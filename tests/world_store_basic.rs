//! Lookups against the sample world: rooms, ships, help and live entities.

mod common;

use starmud::metrics;
use starmud::world::{CharData, Entity, EntityId, HelpData, PlayerProfile, LAND};

#[test]
fn fixture_world_loads_every_collection() {
    let (_tmp, store) = common::loaded_store();
    let counts = store.counts();
    assert_eq!(counts.areas, 2);
    assert_eq!(counts.rooms, 5);
    assert_eq!(counts.items, 3);
    assert_eq!(counts.mobs, 2);
    assert_eq!(counts.ship_prototypes, 2);
    assert_eq!(counts.ships, 2);
    assert_eq!(counts.helps, 2);
    assert_eq!(counts.starsystems, 1);
    assert_eq!(counts.entities, 0);
}

/// Removing an id that is not live reports the error and leaves the list alone.
#[test]
fn removing_unknown_entity_changes_nothing() {
    let (_tmp, store) = common::empty_store();
    let id = store.add_entity(Entity::Npc(CharData::new(1, "a womp rat").with_hp(5, 5)));
    let errors_before = metrics::snapshot().reported_errors;
    assert!(store.remove_entity(EntityId(9_999)).is_none());
    assert!(metrics::snapshot().reported_errors > errors_before);
    assert_eq!(store.entity_count(), 1);
    assert_eq!(store.get_entity(id).map(|e| e.name().to_string()), Some("a womp rat".into()));
}

/// Putting a snapshot of a live entity back in is refused; the id stays unique.
#[test]
fn re_adding_a_live_snapshot_keeps_one_record() {
    let (_tmp, store) = common::empty_store();
    let id = store.add_entity(Entity::Npc(CharData::new(1, "a womp rat").with_hp(5, 5)));
    let errors_before = metrics::snapshot().reported_errors;

    let again = store.add_entity(store.get_entity(id).unwrap());
    assert_eq!(again, id);
    assert_eq!(store.entity_count(), 1);
    assert!(metrics::snapshot().reported_errors > errors_before);

    assert!(store.remove_entity(id).is_some());
    assert!(store.get_entity(id).is_none());
    assert_eq!(store.entity_count(), 0);
}

#[test]
fn re_adding_a_live_player_keeps_one_record() {
    let (_tmp, store) = common::empty_store();
    let id = store.add_entity(Entity::Player(PlayerProfile::new(
        CharData::new(0, "Dash").with_hp(25, 25),
    )));
    let profile = store.get_player("Dash").unwrap();
    assert_eq!(store.add_entity(Entity::Player(profile)), id);
    assert_eq!(store.entity_count(), 1);
}

/// Removed entities may come back; they are live again under the same id.
#[test]
fn removed_entity_can_be_added_back() {
    let (_tmp, store) = common::empty_store();
    let id = store.add_entity(Entity::Npc(CharData::new(1, "a womp rat").with_hp(5, 5)));
    let removed = store.remove_entity(id).unwrap();
    assert_eq!(store.add_entity(removed), id);
    assert_eq!(store.entity_count(), 1);
}

#[test]
fn help_matches_keyword_prefix_ignoring_case() {
    let (_tmp, store) = common::loaded_store();
    let names = |prefix: &str| -> Vec<String> {
        store.get_help(prefix).into_iter().map(|h| h.name).collect()
    };
    assert_eq!(names("BLA"), vec!["Blasters"]);
    assert_eq!(names("ship"), vec!["Ships"]);
    assert_eq!(names("w"), vec!["Blasters"]);
    assert!(names("").is_empty());
    assert!(names("xyz").is_empty());

    store.add_help(HelpData {
        name: "Shields".into(),
        keywords: vec!["shields".into()],
        desc: String::new(),
        level: 0,
    });
    assert_eq!(names("sh").len(), 2);
}

#[test]
fn rooms_resolve_on_land_and_inside_ships() {
    let (_tmp, store) = common::loaded_store();
    assert_eq!(store.get_room(101, LAND).unwrap().name, "Chalmun's Cantina");
    assert_eq!(store.get_room(2, 1).unwrap().name, "Main Hold");
    assert_eq!(store.get_room(4, 2).unwrap().name, "Engine Room");
    assert!(store.get_room(2, LAND).is_none());
    assert!(store.get_room(1, 42).is_none());
    assert_eq!(store.area_of_room(200).as_deref(), Some("Dune Sea"));
}

#[test]
fn ship_queries_split_docked_and_in_space() {
    let (_tmp, store) = common::loaded_store();
    let docked: Vec<String> = store.get_ships_in_room(100).into_iter().map(|s| s.name).collect();
    assert_eq!(docked, vec!["Millennium Falcon"]);
    let flying: Vec<String> = store
        .get_ships_in_system("Tatoo")
        .into_iter()
        .map(|s| s.name)
        .collect();
    assert_eq!(flying, vec!["Outrider"]);
    assert!(store.get_ships_in_room(101).is_empty());

    assert!(!store.ship_name_available("millennium FALCON"));
    assert!(store.ship_name_available("Slave I"));
    assert_eq!(store.get_ship(1).unwrap().oid, 3);
    assert_eq!(store.get_ship_prototype(1).unwrap().ship_type, "Lambda shuttle");
}

#[test]
fn templates_and_reference_data_are_available() {
    let (_tmp, store) = common::loaded_store();
    let trooper = store.get_mob(2).unwrap();
    assert_eq!(trooper.hp.max(), 20);
    assert_eq!(trooper.skill_value("healing"), 1);
    // 4 from the armor, one each from strength 14 and dexterity 12
    assert_eq!(trooper.armor_class(), 6);
    assert!(store.get_item(1).unwrap().source.is_some());
    let tatoo = store.get_starsystem("tatoo").unwrap();
    assert_eq!(tatoo.planets[0].landing, vec![100]);
}

#[test]
fn removing_an_area_drops_its_rooms() {
    let (_tmp, store) = common::loaded_store();
    assert!(store.remove_area("Dune Sea"));
    assert!(store.get_room(200, LAND).is_none());
    assert!(store.area_of_room(201).is_none());
    assert!(store.get_room(100, LAND).is_some());
    assert!(!store.remove_area("Dune Sea"));
}
//! Binary entrypoint for the StarMUD world server.
//!
//! Commands:
//! - `start` - load the world, run the simulation tick until Ctrl-C, then save
//! - `init` - write a starter `config.toml` and create the world directory skeleton
//! - `status` - load the world and print collection counts as JSON
//!
//! See the library crate docs for module-level details: `starmud::`.
use std::sync::Arc;

use anyhow::{anyhow, Result};
use clap::{Parser, Subcommand};
use log::{info, warn};

use starmud::config::Config;
use starmud::world::{spawn_tick_loop, AccountStore, WorldStore, WorldStoreBuilder, YamlGateway};

#[derive(Parser)]
#[command(name = "starmud")]
#[command(about = "Authoritative world store and simulation tick for a space-opera MUD")]
#[command(version)]
struct Cli {
    #[command(subcommand)]
    command: Commands,

    /// Configuration file path (can be used before or after subcommand)
    #[arg(short, long, default_value = "config.toml", global = true)]
    config: String,

    /// Verbose logging (-v, -vv for more; may appear before or after subcommand)
    #[arg(short, long, action = clap::ArgAction::Count, global = true)]
    verbose: u8,
}

#[derive(Subcommand)]
enum Commands {
    /// Load the world and run the simulation
    Start,
    /// Write a default configuration and world layout
    Init {
        /// Overwrite an existing configuration file
        #[arg(long)]
        force: bool,
    },
    /// Load the world and print collection counts
    Status,
}

#[tokio::main]
async fn main() -> Result<()> {
    let cli = Cli::parse();

    match cli.command {
        Commands::Start => {
            let config = Config::load(&cli.config).await?;
            init_logging(&Some(config.clone()), cli.verbose);
            info!("Starting StarMUD v{}", env!("CARGO_PKG_VERSION"));

            let accounts = AccountStore::open(&config.accounts.db_path)?;
            info!("{} accounts on record", accounts.len());

            let store = Arc::new(build_store(&config));
            let loader = Arc::clone(&store);
            let counts = tokio::task::spawn_blocking(move || loader.load())
                .await
                .map_err(|e| anyhow!("world load task failed: {}", e))??;
            info!(
                "world loaded: {} areas, {} rooms, {} mobs, {} items, {} ships",
                counts.areas, counts.rooms, counts.mobs, counts.items, counts.ships
            );
            store.reset_all();

            let ticker = spawn_tick_loop(Arc::clone(&store), config.tick.settings());
            tokio::signal::ctrl_c().await?;
            info!("Received shutdown signal");
            let ticks = ticker.shutdown().await;
            info!("simulation stopped after {} ticks", ticks);

            let saver = Arc::clone(&store);
            let report = tokio::task::spawn_blocking(move || saver.save())
                .await
                .map_err(|e| anyhow!("final save task failed: {}", e))?;
            if !report.is_clean() {
                warn!(
                    "final save left {} objects unwritten: {}",
                    report.failed.len(),
                    report.failed.join(", ")
                );
            }
        }
        Commands::Init { force } => {
            init_logging(&None, cli.verbose);
            if !force && tokio::fs::try_exists(&cli.config).await.unwrap_or(false) {
                return Err(anyhow!(
                    "{} already exists (use --force to overwrite)",
                    cli.config
                ));
            }
            info!("Initializing new StarMUD configuration");
            Config::create_default(&cli.config).await?;
            info!("Configuration file created at {}", cli.config);

            let config = Config::default();
            YamlGateway::new(&config.world.data_dir, &config.world.docs_dir).init_layout()?;
            AccountStore::open(&config.accounts.db_path)?;
            info!("World layout created under {}", config.world.data_dir);
        }
        Commands::Status => {
            let config = Config::load(&cli.config).await?;
            init_logging(&Some(config.clone()), cli.verbose);
            let store = build_store(&config);
            let counts = store.load()?;
            let accounts = AccountStore::open(&config.accounts.db_path)?;
            let payload = serde_json::json!({
                "version": env!("CARGO_PKG_VERSION"),
                "world": counts,
                "accounts": accounts.len(),
                "metrics": starmud::metrics::snapshot(),
            });
            println!("{}", serde_json::to_string_pretty(&payload)?);
        }
    }

    Ok(())
}

fn build_store(config: &Config) -> WorldStore {
    let gateway = YamlGateway::new(&config.world.data_dir, &config.world.docs_dir);
    WorldStoreBuilder::new(Arc::new(gateway))
        .damage_rules(config.rules.damage_rules())
        .corpse_decay(config.tick.corpse_decay())
        .build()
}

fn init_logging(config: &Option<Config>, verbosity: u8) {
    use std::io::Write;
    let mut builder = env_logger::Builder::new();
    // CLI verbosity overrides the configured level
    let configured = config
        .as_ref()
        .and_then(|c| c.logging.level.parse::<log::LevelFilter>().ok())
        .unwrap_or(log::LevelFilter::Info);
    let base_level = match verbosity {
        0 => configured,
        1 => log::LevelFilter::Debug,
        _ => log::LevelFilter::Trace,
    };
    builder.filter_level(base_level);

    let log_file = config
        .as_ref()
        .and_then(|c| c.logging.file.as_ref())
        .and_then(|path| {
            std::fs::OpenOptions::new()
                .create(true)
                .append(true)
                .open(path)
                .ok()
        });

    if let Some(f) = log_file {
        let write_mutex = std::sync::Arc::new(std::sync::Mutex::new(f));
        // Echo to the console only when attached to a terminal
        let is_tty = atty::is(atty::Stream::Stdout);
        builder.format(move |fmt, record| {
            let ts = chrono::Utc::now().format("%Y-%m-%dT%H:%M:%SZ");
            let line = format!("{} [{}] {}", ts, record.level(), record.args());
            if let Ok(mut guard) = write_mutex.lock() {
                let _ = writeln!(guard, "{}", line);
            }
            if is_tty {
                writeln!(fmt, "{}", line)
            } else {
                Ok(())
            }
        });
    } else {
        builder.format(|fmt, record| {
            let ts = chrono::Utc::now().format("%Y-%m-%dT%H:%M:%SZ");
            writeln!(fmt, "{} [{}] {}", ts, record.level(), record.args())
        });
    }
    let _ = builder.try_init();
}
//! Pluggable behaviour drivers for non-player characters.
//!
//! The store only ever calls the spawn hook; everything else a brain does is opaque to
//! the world core. Brains are shared by reference between a template and its clones.

use std::fmt;
use std::sync::atomic::{AtomicU64, Ordering};
use std::sync::Arc;

use log::debug;

use crate::world::entity::CharData;

/// Name used when a template does not ask for a specific brain.
pub const GENERIC_BRAIN: &str = "generic";

pub trait Brain: fmt::Debug + Send + Sync {
    /// Identifier written back to the `brain` field of saved templates.
    fn name(&self) -> &str;

    /// Invoked once each time a character driven by this brain is spawned.
    fn on_spawn(&self, ch: &mut CharData);
}

/// Shared handle to a brain.
pub type BrainRef = Arc<dyn Brain>;

/// Default driver: wanders nowhere and remembers how many bodies it has animated.
#[derive(Debug, Default)]
pub struct GenericBrain {
    spawned: AtomicU64,
}

impl GenericBrain {
    pub fn new() -> Self {
        Self::default()
    }

    pub fn spawn_count(&self) -> u64 {
        self.spawned.load(Ordering::Relaxed)
    }
}

impl Brain for GenericBrain {
    fn name(&self) -> &str {
        GENERIC_BRAIN
    }

    fn on_spawn(&self, ch: &mut CharData) {
        let n = self.spawned.fetch_add(1, Ordering::Relaxed) + 1;
        debug!("brain {} animating '{}' (spawn #{})", GENERIC_BRAIN, ch.name, n);
    }
}

/// Build the brain a template names. Unknown names fall back to the generic driver.
pub fn brain_for(name: &str) -> BrainRef {
    match name.trim().to_ascii_lowercase().as_str() {
        "" | GENERIC_BRAIN => Arc::new(GenericBrain::new()),
        other => {
            debug!("no brain registered as '{}', using {}", other, GENERIC_BRAIN);
            Arc::new(GenericBrain::new())
        }
    }
}

#[cfg(test)]
mod tests {
    use super::*;

    #[test]
    fn generic_brain_counts_spawns() {
        let brain = GenericBrain::new();
        let mut ch = CharData::new(1, "a protocol droid");
        brain.on_spawn(&mut ch);
        brain.on_spawn(&mut ch);
        assert_eq!(brain.spawn_count(), 2);
    }

    #[test]
    fn unknown_brain_names_fall_back() {
        assert_eq!(brain_for("sentry").name(), GENERIC_BRAIN);
        assert_eq!(brain_for("").name(), GENERIC_BRAIN);
    }
}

+-------+

EXERCISE DIRECTIONS
Could you write out exactly the lines above, starting at the first one and ending with the line that has "assert_eq!(counts.mobs, 2);"?

RESPONSE BOX
filename tests/world_store_basic.rs
//! Lookups against the sample world: rooms, ships, help and live entities.

mod common;

use starmud::metrics;
use starmud::world::{CharData, Entity, EntityId, HelpData, PlayerProfile, LAND};

#[test]
fn fixture_world_loads_every_collection() {
    let (_tmp, store) = common::loaded_store();
    let counts = store.counts();
    assert_eq!(counts.areas, 2);
    assert_eq!(counts.rooms, 5);
    assert_eq!(counts.items, 3);
    assert_eq!(counts.mobs, 2);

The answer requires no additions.